Но уже на следующий день позвонил Мераб Мамардашвили, который жил в доме напротив. Я начал что-то мямлить про осмотрительность, но получил в ответ добрую порцию крепких слов. Короче говоря, пришел я к Мерабу, а у него Эрнст Неизвестный, и мы замечательно провели время за моими в основном рассказами о пражских событиях. 31 августа был день рождения у первого лауреата «Русского Букера», моего друга и однокашника Марка Харитонова, у которого собралась вся диссидентская Москва. Подхожу к его дому и вижу: весь он по периметру обставлен черными «волгами» со спецантеннами. Естественно, от меня потребовали подробного отчета о событиях в Праге, и в ходе моего откровенного рассказа на балконе вдруг обнаружился «лишний человек». В общем, с конспирацией было покончено.

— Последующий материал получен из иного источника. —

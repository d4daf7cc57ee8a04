//! `getSupportedMimeTypes`/`isMimeTypeSupported`: a static capability
//! table. Grounded in `IMediaPipelineCapabilities.h` — the introspection
//! surface `attachSource`'s mime-type validation draws on, not a live
//! query of installed decoder plugins (out of scope here).

use rialto_shared_types::SourceType;

const AUDIO_MIME_TYPES: &[&str] = &["audio/mpeg", "audio/mp4", "audio/x-opus", "audio/x-raw"];
const VIDEO_MIME_TYPES: &[&str] = &["video/mp4", "video/h264", "video/h265", "video/x-vp9"];
const SUBTITLE_MIME_TYPES: &[&str] = &["text/vtt", "text/ttml"];

/// `getSupportedMimeTypes(sourceType)`.
pub fn supported_mime_types(source_type: SourceType) -> Vec<String> {
    let table: &[&str] = match source_type {
        SourceType::Audio => AUDIO_MIME_TYPES,
        SourceType::Video => VIDEO_MIME_TYPES,
        SourceType::Subtitle => SUBTITLE_MIME_TYPES,
    };
    table.iter().map(|&s| s.to_string()).collect()
}

/// `isMimeTypeSupported(mimeType)`.
pub fn is_mime_type_supported(mime_type: &str) -> bool {
    AUDIO_MIME_TYPES.contains(&mime_type) || VIDEO_MIME_TYPES.contains(&mime_type) || SUBTITLE_MIME_TYPES.contains(&mime_type)
}

#[cfg(test)]
mod tests {
    use super::*;

    #[test]
    fn audio_mpeg_is_supported_but_unknown_mime_is_not() {
        assert!(is_mime_type_supported("audio/mpeg"));
        assert!(!is_mime_type_supported("application/x-nonsense"));
    }

    #[test]
    fn supported_mime_types_are_scoped_to_their_source_type() {
        let audio = supported_mime_types(SourceType::Audio);
        assert!(audio.iter().any(|m| m == "audio/mpeg"));
        assert!(!audio.iter().any(|m| m == "video/mp4"));
    }
}
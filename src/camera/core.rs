use glam::{Mat3, Mat4, Quat, Vec3};

/// Perspective camera defined by a world-space pose and projection
/// parameters.
///
/// The projection matrix is cached; call
/// [`update_projection_matrix`](Self::update_projection_matrix) after
/// changing `fovy`, `aspect`, `znear` or `zfar`.
#[derive(Debug, Clone, PartialEq)]
pub struct Camera {
    /// Eye position in world space.
    pub position: Vec3,
    /// World-space orientation. The camera looks down its local `-Z`.
    pub rotation: Quat,
    /// Vertical field of view in degrees.
    pub fovy: f32,
    /// Viewport aspect ratio (width / height).
    pub aspect: f32,
    /// Near clipping plane distance.
    pub znear: f32,
    /// Far clipping plane distance.
    pub zfar: f32,
    projection: Mat4,
}

#[repr(C)]
#[derive(Debug, Copy, Clone, bytemuck::Pod, bytemuck::Zeroable)]
/// GPU uniform buffer holding the camera matrices and basis vectors.
pub struct CameraUniform {
    /// Combined view-projection matrix.
    pub view_proj: [[f32; 4]; 4],
    /// Inverse view-projection, used to reconstruct view rays for the
    /// background pass.
    pub inverse_view_proj: [[f32; 4]; 4],
    /// Camera world-space position.
    pub position: [f32; 3],
    /// Viewport aspect ratio.
    pub aspect: f32,
    /// Camera right vector, for screen-aligned point sprites.
    pub right: [f32; 3],
    /// Vertical field of view in degrees.
    pub fovy: f32,
    /// Camera up vector.
    pub up: [f32; 3],
    /// Padding for GPU alignment.
    pub(crate) _pad: f32,
}

impl Camera {
    /// Camera at the origin looking down `-Z`.
    #[must_use]
    pub fn new(fovy: f32, aspect: f32, znear: f32, zfar: f32) -> Self {
        let mut camera = Self {
            position: Vec3::ZERO,
            rotation: Quat::IDENTITY,
            fovy,
            aspect,
            znear,
            zfar,
            projection: Mat4::IDENTITY,
        };
        camera.update_projection_matrix();
        camera
    }

    /// Recompute the cached projection from the current parameters.
    pub fn update_projection_matrix(&mut self) {
        // perspective_rh already uses [0,1] depth range (wgpu/Vulkan
        // convention)
        self.projection = Mat4::perspective_rh(
            self.fovy.to_radians(),
            self.aspect,
            self.znear,
            self.zfar,
        );
    }

    /// Cached projection matrix.
    #[must_use]
    pub fn projection(&self) -> Mat4 {
        self.projection
    }

    /// World-to-view transform.
    #[must_use]
    pub fn view_matrix(&self) -> Mat4 {
        Mat4::from_rotation_translation(self.rotation, self.position).inverse()
    }

    /// Combined view-projection matrix.
    #[must_use]
    pub fn view_projection(&self) -> Mat4 {
        self.projection * self.view_matrix()
    }

    /// Unit view direction.
    #[must_use]
    pub fn forward(&self) -> Vec3 {
        self.rotation * Vec3::NEG_Z
    }

    /// Orient the camera toward `target`, keeping world `+Y` up.
    ///
    /// Leaves the rotation untouched when `target` coincides with the eye or
    /// lies straight above/below it.
    pub fn look_at(&mut self, target: Vec3) {
        let Some(forward) = (target - self.position).try_normalize() else {
            return;
        };
        let Some(right) = forward.cross(Vec3::Y).try_normalize() else {
            return;
        };
        let up = right.cross(forward);
        self.rotation =
            Quat::from_mat3(&Mat3::from_cols(right, up, -forward)).normalize();
    }
}

impl Default for CameraUniform {
    fn default() -> Self {
        Self::new()
    }
}

impl CameraUniform {
    /// Create a new camera uniform with identity matrices.
    #[must_use]
    pub fn new() -> Self {
        Self {
            view_proj: Mat4::IDENTITY.to_cols_array_2d(),
            inverse_view_proj: Mat4::IDENTITY.to_cols_array_2d(),
            position: [0.0; 3],
            aspect: 1.0,
            right: [1.0, 0.0, 0.0],
            fovy: 60.0,
            up: [0.0, 1.0, 0.0],
            _pad: 0.0,
        }
    }

    /// Update uniform fields from the given camera's current state.
    pub fn update_view_proj(&mut self, camera: &Camera) {
        let view_proj = camera.view_projection();
        self.view_proj = view_proj.to_cols_array_2d();
        self.inverse_view_proj = view_proj.inverse().to_cols_array_2d();
        self.position = camera.position.to_array();
        self.aspect = camera.aspect;
        self.right = (camera.rotation * Vec3::X).to_array();
        self.up = (camera.rotation * Vec3::Y).to_array();
        self.fovy = camera.fovy;
    }
}

#[cfg(test)]
mod tests {
    use super::*;

    #[test]
    fn look_at_points_forward_at_target() {
        let mut camera = Camera::new(60.0, 1.0, 0.1, 100.0);
        camera.position = Vec3::new(0.0, 2.0, 5.0);
        let target = Vec3::new(0.0, 1.0, 0.0);
        camera.look_at(target);
        let expected = (target - camera.position).normalize();
        assert!(camera.forward().abs_diff_eq(expected, 1e-5));
        // Up stays in the plane containing world +Y
        assert!((camera.rotation * Vec3::X).y.abs() < 1e-5);
    }

    #[test]
    fn look_at_ignores_degenerate_targets() {
        let mut camera = Camera::new(60.0, 1.0, 0.1, 100.0);
        camera.position = Vec3::new(1.0, 1.0, 1.0);
        let before = camera.rotation;
        camera.look_at(camera.position);
        assert_eq!(camera.rotation, before);
        camera.look_at(camera.position + Vec3::Y);
        assert_eq!(camera.rotation, before);
    }

    #[test]
    fn view_matrix_maps_eye_to_origin() {
        let mut camera = Camera::new(60.0, 1.0, 0.1, 100.0);
        camera.position = Vec3::new(3.0, -2.0, 7.0);
        camera.look_at(Vec3::ZERO);
        let eye_in_view = camera.view_matrix().transform_point3(camera.position);
        assert!(eye_in_view.abs_diff_eq(Vec3::ZERO, 1e-5));
    }

    #[test]
    fn projection_refresh_tracks_parameters() {
        let mut camera = Camera::new(60.0, 1.0, 0.1, 100.0);
        let before = camera.projection();
        camera.aspect = 2.0;
        assert_eq!(camera.projection(), before);
        camera.update_projection_matrix();
        assert_ne!(camera.projection(), before);
    }
}
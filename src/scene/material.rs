//! Surface materials and the per-view overrides applied at draw time.

/// Which triangle faces are rendered.
#[derive(Debug, Clone, Copy, PartialEq, Eq, Default)]
pub enum Side {
    /// Front faces only (back-face culling on).
    #[default]
    Front,
    /// Both faces.
    Double,
}

/// Lighting model of a source material.
#[derive(Debug, Clone, Copy, PartialEq, Eq, Default)]
pub enum Shading {
    /// glTF metallic-roughness.
    #[default]
    MetallicRoughness,
    /// `KHR_materials_unlit`: base color only.
    Unlit,
}

/// How a draw is assembled from index data.
#[derive(Debug, Clone, Copy, PartialEq, Eq)]
pub enum Topology {
    /// Filled triangles.
    Triangles,
    /// Deduplicated triangle edges.
    Edges,
}

/// A material as loaded from the model.
#[derive(Debug, Clone, PartialEq)]
pub struct Material {
    /// Name from the source file, if any.
    pub name: Option<String>,
    /// Linear RGBA base color factor.
    pub base_color: [f32; 4],
    /// Index into the model's textures.
    pub base_color_texture: Option<usize>,
    /// Linear emissive color.
    pub emissive: [f32; 3],
    /// Metalness factor.
    pub metalness: f32,
    /// Roughness factor.
    pub roughness: f32,
    /// Face culling.
    pub side: Side,
    /// Lighting model.
    pub shading: Shading,
}

impl Default for Material {
    /// The glTF default material: white, fully metallic and rough.
    fn default() -> Self {
        Self {
            name: None,
            base_color: [1.0; 4],
            base_color_texture: None,
            emissive: [0.0; 3],
            metalness: 1.0,
            roughness: 1.0,
            side: Side::Front,
            shading: Shading::MetallicRoughness,
        }
    }
}

impl Material {
    /// Whether the material exposes metalness/roughness parameters.
    #[must_use]
    pub fn is_pbr(&self) -> bool {
        self.shading == Shading::MetallicRoughness
    }
}

/// Everything the GPU needs to shade one primitive in one view.
#[derive(Debug, Clone, Copy, PartialEq)]
pub struct ResolvedMaterial {
    /// Linear RGBA base color.
    pub base_color: [f32; 4],
    /// Texture sampled and multiplied into the base color.
    pub base_color_texture: Option<usize>,
    /// Linear emissive color, intensity already applied.
    pub emissive: [f32; 3],
    /// Metalness factor.
    pub metalness: f32,
    /// Roughness factor.
    pub roughness: f32,
    /// Whether lights affect the surface.
    pub lit: bool,
    /// Face culling.
    pub side: Side,
    /// Triangles or edges.
    pub topology: Topology,
}

/// A per-view substitute for the model's own materials.
///
/// The model is shared by every view; instead of cloning it, each view
/// carries one of these and the renderer resolves it against the source
/// material when building draws.
#[derive(Debug, Clone, Copy, PartialEq, Default)]
pub enum MaterialOverride {
    /// Render the source materials unchanged.
    #[default]
    None,
    /// Lit wireframe in a single color with emissive glow.
    Wireframe {
        /// Linear line color.
        color: [f32; 3],
        /// Linear emissive color.
        emissive: [f32; 3],
        /// Emissive multiplier.
        emissive_intensity: f32,
    },
    /// Flat, unlit color.
    Unlit {
        /// Linear surface color.
        color: [f32; 3],
        /// Face culling.
        side: Side,
    },
}

impl MaterialOverride {
    /// Combine this override with a source material.
    #[must_use]
    pub fn resolve(&self, source: &Material) -> ResolvedMaterial {
        match *self {
            Self::None => ResolvedMaterial {
                base_color: source.base_color,
                base_color_texture: source.base_color_texture,
                emissive: source.emissive,
                metalness: source.metalness,
                roughness: source.roughness,
                lit: source.shading == Shading::MetallicRoughness,
                side: source.side,
                topology: Topology::Triangles,
            },
            Self::Wireframe {
                color,
                emissive,
                emissive_intensity,
            } => ResolvedMaterial {
                base_color: [color[0], color[1], color[2], 1.0],
                base_color_texture: None,
                emissive: emissive.map(|c| c * emissive_intensity),
                metalness: 0.0,
                roughness: 1.0,
                lit: true,
                side: Side::Double,
                topology: Topology::Edges,
            },
            Self::Unlit { color, side } => ResolvedMaterial {
                base_color: [color[0], color[1], color[2], 1.0],
                base_color_texture: None,
                emissive: [0.0; 3],
                metalness: 0.0,
                roughness: 1.0,
                lit: false,
                side,
                topology: Topology::Triangles,
            },
        }
    }
}

/// Convert one sRGB-encoded channel to linear.
#[must_use]
pub fn srgb_to_linear(c: f32) -> f32 {
    if c <= 0.04045 {
        c / 12.92
    } else {
        ((c + 0.055) / 1.055).powf(2.4)
    }
}

/// Decode `0xRRGGBB` (sRGB) to linear RGB.
#[must_use]
pub fn color_from_hex(hex: u32) -> [f32; 3] {
    let channel = |shift: u32| srgb_to_linear(((hex >> shift) & 0xff) as f32 / 255.0);
    [channel(16), channel(8), channel(0)]
}

#[cfg(test)]
mod tests {
    use super::*;

    #[test]
    fn hex_decoding_is_linear() {
        let white = color_from_hex(0xff_ff_ff);
        assert!(white.iter().all(|c| (c - 1.0).abs() < 1e-5));
        assert_eq!(color_from_hex(0x00_00_00), [0.0, 0.0, 0.0]);
        let mid = color_from_hex(0x80_80_80);
        assert!((mid[0] - 0.2158).abs() < 1e-3);
        let accent = color_from_hex(0x00_ff_88);
        assert_eq!(accent[0], 0.0);
        assert!((accent[1] - 1.0).abs() < 1e-5);
        assert!(accent[2] > 0.0 && accent[2] < accent[1]);
    }

    #[test]
    fn no_override_passes_source_through() {
        let source = Material {
            base_color_texture: Some(2),
            metalness: 0.3,
            ..Material::default()
        };
        let resolved = MaterialOverride::None.resolve(&source);
        assert_eq!(resolved.base_color_texture, Some(2));
        assert_eq!(resolved.metalness, 0.3);
        assert!(resolved.lit);
        assert_eq!(resolved.topology, Topology::Triangles);
    }

    #[test]
    fn wireframe_replaces_color_and_scales_emissive() {
        let source = Material {
            base_color_texture: Some(0),
            ..Material::default()
        };
        let resolved = MaterialOverride::Wireframe {
            color: [0.0, 1.0, 0.5],
            emissive: [0.0, 1.0, 0.5],
            emissive_intensity: 0.5,
        }
        .resolve(&source);
        assert_eq!(resolved.base_color, [0.0, 1.0, 0.5, 1.0]);
        assert_eq!(resolved.base_color_texture, None);
        assert_eq!(resolved.emissive, [0.0, 0.5, 0.25]);
        assert_eq!(resolved.topology, Topology::Edges);
    }

    #[test]
    fn unlit_override_is_flat_and_single_sided() {
        let source = Material {
            side: Side::Double,
            ..Material::default()
        };
        let resolved = MaterialOverride::Unlit {
            color: [0.2; 3],
            side: Side::Front,
        }
        .resolve(&source);
        assert!(!resolved.lit);
        assert_eq!(resolved.side, Side::Front);
        assert_eq!(resolved.base_color, [0.2, 0.2, 0.2, 1.0]);
    }
}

Думал, что теперь у меня появятся серьезные проблемы с трудоустройством. Но академик Георгий Арбатов, несмотря ни на что, взял меня в создаваемый им тогда Институт США и Канады (ИСКАН). Это стало возможным только потому, что кляузы, поступившие на меня из Праги в ЦК, попали в руки Александра Бовина, который, будучи ближайшим советником Брежнева и Андропова, не дал этим бумагам ходу. Кроме того, Арбатову пришлось переговорить на мой счет с Андроповым. В результате все обошлось малой кровью: мне разрешили работать в ИСКАНе, но предупредили, что не будут выпускать за границу.

— К подготовке Союзного договора тоже имели отношение?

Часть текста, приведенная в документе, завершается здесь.